Captain Mortimer Harvie Jordan
  • Our school is named after Captain Mortimer Harvie Jordan III.

    Mortimer Jordan was born November 15th, 1881, at the Jordan home on 5th Avenue in Birmingham, AL. He graduated from the University of Alabama in 1902, when it was still a military school. After graduating from Tulane University in 1907, Dr. Jordan began his medical practice in Birmingham. He was a founder of the Jefferson Rifle Club and a member of the Alabama National Guard. He voluntarily enlisted for service in World War I. As commanding officer of Company K, 167th Infantry, 42nd Rainbow Division, he was wounded while leading his sector in battle near Sergy, France. He died in 1918 at the age of 36, a few days after being wounded in action, and is buried in Arlington National Cemetery.

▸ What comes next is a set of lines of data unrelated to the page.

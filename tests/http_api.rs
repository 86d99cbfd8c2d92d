//! HTTP API tests driven through the router without a socket

use axum::body::{to_bytes, Body};
use axum::http::{Request, StatusCode};
use axum::Router;
use serde_json::{json, Value};
use std::path::Path;
use std::sync::Arc;
use std::time::Duration;
use ticket_miner::coordinator::{BroadcastPolicy, SessionCoordinator};
use ticket_miner::engine::CpuSearchEngine;
use ticket_miner::persistence::StateStore;
use ticket_miner::server::router;
use tower::ServiceExt;

fn coordinator(dir: &Path) -> SessionCoordinator {
    SessionCoordinator::builder(Arc::new(CpuSearchEngine::new(64)), StateStore::new(dir))
        .policy(BroadcastPolicy::disabled())
        .build()
}

async fn call(app: &Router, request: Request<Body>) -> (StatusCode, Value) {
    let response = app.clone().oneshot(request).await.unwrap();
    let status = response.status();
    let bytes = to_bytes(response.into_body(), usize::MAX).await.unwrap();
    let body = if bytes.is_empty() {
        Value::Null
    } else {
        serde_json::from_slice(&bytes).unwrap_or(Value::Null)
    };
    (status, body)
}

fn post_json(uri: &str, body: Value) -> Request<Body> {
    Request::builder()
        .method("POST")
        .uri(uri)
        .header("content-type", "application/json")
        .body(Body::from(body.to_string()))
        .unwrap()
}

fn get(uri: &str) -> Request<Body> {
    Request::builder().uri(uri).body(Body::empty()).unwrap()
}

fn start_body(target: &str) -> Value {
    json!({
        "addr1": "11".repeat(20),
        "addr2": "22".repeat(20),
        "value": 7,
        "target": target,
    })
}

#[tokio::test]
async fn start_and_poll_until_complete() {
    let dir = tempfile::tempdir().unwrap();
    let app = router(coordinator(dir.path()));

    let (status, body) = call(&app, post_json("/mine/start", start_body(&"f".repeat(64)))).await;
    assert_eq!(status, StatusCode::OK);
    let session_id = body["session_id"].as_str().unwrap().to_string();

    let mut last = Value::Null;
    for _ in 0..200 {
        let (status, body) = call(&app, get(&format!("/mine/{}/status", session_id))).await;
        assert_eq!(status, StatusCode::OK);
        if body["is_mining"] == json!(false) {
            last = body;
            break;
        }
        tokio::time::sleep(Duration::from_millis(10)).await;
    }

    assert_eq!(last["solution_found"], json!(true));
    assert_eq!(last["current_nonce"], json!("0"));
    assert_eq!(last["message"], json!("Mining complete. Found nonce: 0x0"));
}

#[tokio::test]
async fn invalid_start_is_bad_request() {
    let dir = tempfile::tempdir().unwrap();
    let app = router(coordinator(dir.path()));

    let mut body = start_body(&"f".repeat(64));
    body["addr1"] = json!("1234");
    let (status, body) = call(&app, post_json("/mine/start", body)).await;

    assert_eq!(status, StatusCode::BAD_REQUEST);
    assert_eq!(body["kind"], json!("invalid_argument"));
    assert!(body["error"].as_str().unwrap().contains("addr1"));
}

#[tokio::test]
async fn malformed_bodies_are_bad_request() {
    let dir = tempfile::tempdir().unwrap();
    let app = router(coordinator(dir.path()));

    let mut missing_addr1 = start_body(&"f".repeat(64));
    missing_addr1.as_object_mut().unwrap().remove("addr1");
    let mut negative_value = start_body(&"f".repeat(64));
    negative_value["value"] = json!(-1);
    let mut negative_limit = start_body(&"f".repeat(64));
    negative_limit["time_limit"] = json!(-2.5);

    for body in [missing_addr1, negative_value, negative_limit] {
        let (status, body) = call(&app, post_json("/mine/start", body)).await;
        assert_eq!(status, StatusCode::BAD_REQUEST);
        assert_eq!(body["kind"], json!("invalid_argument"));
        assert!(body["error"].is_string());
    }

    let (status, body) = call(&app, post_json("/mine/resume", json!({ "path": "x" }))).await;
    assert_eq!(status, StatusCode::BAD_REQUEST);
    assert_eq!(body["kind"], json!("invalid_argument"));
}

#[tokio::test]
async fn fractional_time_limit_is_accepted() {
    let dir = tempfile::tempdir().unwrap();
    let coordinator = coordinator(dir.path());
    let app = router(coordinator.clone());

    let mut body = start_body(&"0".repeat(64));
    body["time_limit"] = json!(1.5);
    let (status, body) = call(&app, post_json("/mine/start", body)).await;
    assert_eq!(status, StatusCode::OK);
    assert!(body["session_id"].is_string());

    coordinator.shutdown(Duration::from_secs(5)).await;
}

#[tokio::test]
async fn unknown_session_is_not_found() {
    let dir = tempfile::tempdir().unwrap();
    let app = router(coordinator(dir.path()));

    let (status, body) = call(&app, get("/mine/nope/status")).await;
    assert_eq!(status, StatusCode::NOT_FOUND);
    assert_eq!(body["kind"], json!("not_found"));

    let (status, _) = call(&app, post_json("/mine/nope/pause", Value::Null)).await;
    assert_eq!(status, StatusCode::NOT_FOUND);
}

#[tokio::test]
async fn pause_resume_round_trip() {
    let dir = tempfile::tempdir().unwrap();
    let coordinator = coordinator(dir.path());
    let app = router(coordinator.clone());

    // An all-zero target keeps the session mining
    let (_, body) = call(&app, post_json("/mine/start", start_body(&"0".repeat(64)))).await;
    let session_id = body["session_id"].as_str().unwrap().to_string();

    let (status, body) = call(&app, post_json(&format!("/mine/{}/pause", session_id), Value::Null)).await;
    assert_eq!(status, StatusCode::OK);
    let state_file = body["state_file"].as_str().unwrap().to_string();
    assert!(state_file.ends_with(&format!("mining_state_{}.bin", session_id)));

    let (status, body) = call(&app, post_json(&format!("/mine/{}/pause", session_id), Value::Null)).await;
    assert_eq!(status, StatusCode::CONFLICT);
    assert_eq!(body["kind"], json!("precondition_failed"));

    let (status, body) = call(&app, post_json("/mine/resume", json!({ "state_file": state_file }))).await;
    assert_eq!(status, StatusCode::OK);
    assert_ne!(body["session_id"].as_str().unwrap(), session_id);

    let (status, body) = call(&app, get("/health")).await;
    assert_eq!(status, StatusCode::OK);
    assert_eq!(body["status"], json!("ok"));
    assert_eq!(body["active_sessions"], json!(1));
    assert_eq!(body["total_sessions"], json!(2));

    coordinator.shutdown(Duration::from_secs(5)).await;
}

#[tokio::test]
async fn resume_of_corrupt_file_is_internal_error() {
    let dir = tempfile::tempdir().unwrap();
    let app = router(coordinator(dir.path()));

    let path = dir.path().join("mining_state_junk.bin");
    std::fs::write(&path, b"junk").unwrap();

    let (status, body) = call(&app, post_json("/mine/resume", json!({ "state_file": path }))).await;
    assert_eq!(status, StatusCode::INTERNAL_SERVER_ERROR);
    assert_eq!(body["kind"], json!("internal"));
}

    Below is an image of Captain Jordan's WWI service card. You can also view this biographical memo completed in 1920, available from the Alabama Department of Archives and History.

     

https://archives.alabama.gov/goldstar/images/card/Jordan_MortimerH.pdf

  • From Alabama's Own in France by William H. Amerine

    "Cook Leach, of Selma, who was a member of Company K, had a large audience around him as he told of his experiences. He paid the highest tribute to Capt Mortimer Jordan, who was killed in action. He said that Capt Jordan did not stay back and order his men over, but he was always to be found in the front line, and his command was always 'Let's Go'." p. 299

    "As showing the ever-present consideration Captain Mortimer H. Jordan, K Company, from Birmingham, Ala., had for others, which endeared him to all who knew him, the following story is told of the wounding which later caused his death: Captain Jordan was making his way up a wooded strip along a tributary of the Ourcq River in the Chateau-Thierry drive, July 29, 1918, to see Lieutenant-Colonel Walter E. Bare. The Huns were shelling the area. One shell landed near the captain and he was knocked down. At first Captain Jordan thought he was only shell-shocked. 'Don't trouble about me,' he said, 'look after those wounded men out there.' Finally he consented to be removed, and on August 2nd died in the field hospital from the effects of a serious wound." p. 313-314

     

    Amerine, William H. Alabama's Own in France. Eaton & Gettinger, 1919. Online PDF


  • From Send The Alabamians: World War I Fighters in the Rainbow Division by Nimrod T. Frazer

    The Rainbow Division was one of four American combat units in France through the winter of 1917-1918, which were essential to the war effort. In a letter to his brother before leaving for France, Captain Jordan wrote of the 167th, "Our division is in the peak of condition and the morale is very high. Our regiment is the most feared and respected here..." p. 44

    "...the Rainbow was the first American unit to receive training in the Chaumont region, and they were the first Americans that many local people had ever seen." p.48

    "Most of the men on the 167th had been together for a long time, and they had been tested - and unified - by the epic march a month after their arrival in France. A bond of mutual confidence and understanding existed between officers and the men and from the men to each other. The friendships between some of the Alabama men further substantiated such confidence.The 167th also exhibited a substantial amount of satisfaction in its identity as a volunteer unit belonging to the first National Guard division to see combat in the war." p. 68

    "The Alabamians themselves remained pleased, as evidenced by Jordan's description of events in a letter to his wife: 'We have met the Boche and found we can whip him any day. He is a good mass fighter, but is no match for our men in the hand to hand affair. What pleases me most is our men have shown the most calm and desperate courage, lying unmoved under continuous shell fire.... The French are loud in their praise.' Interestingly, in focusing on the accomplishments of his men, Jordan modestly refrained from reporting his own heroics. Other accounts reveal that he left his bunker and rushed to the aid of a private wounded by shell fire. After administering first aid, Jordan carried the private through bombardment for 150 yards to safety. Jordan was decorated with a Distinguished Service Cross for this action." p. 102-103

       

    Frazer, Nimrod T. Send the Alabamians: World War I Fighters in the Rainbow Division. Univ. of Alabama Press, 2014.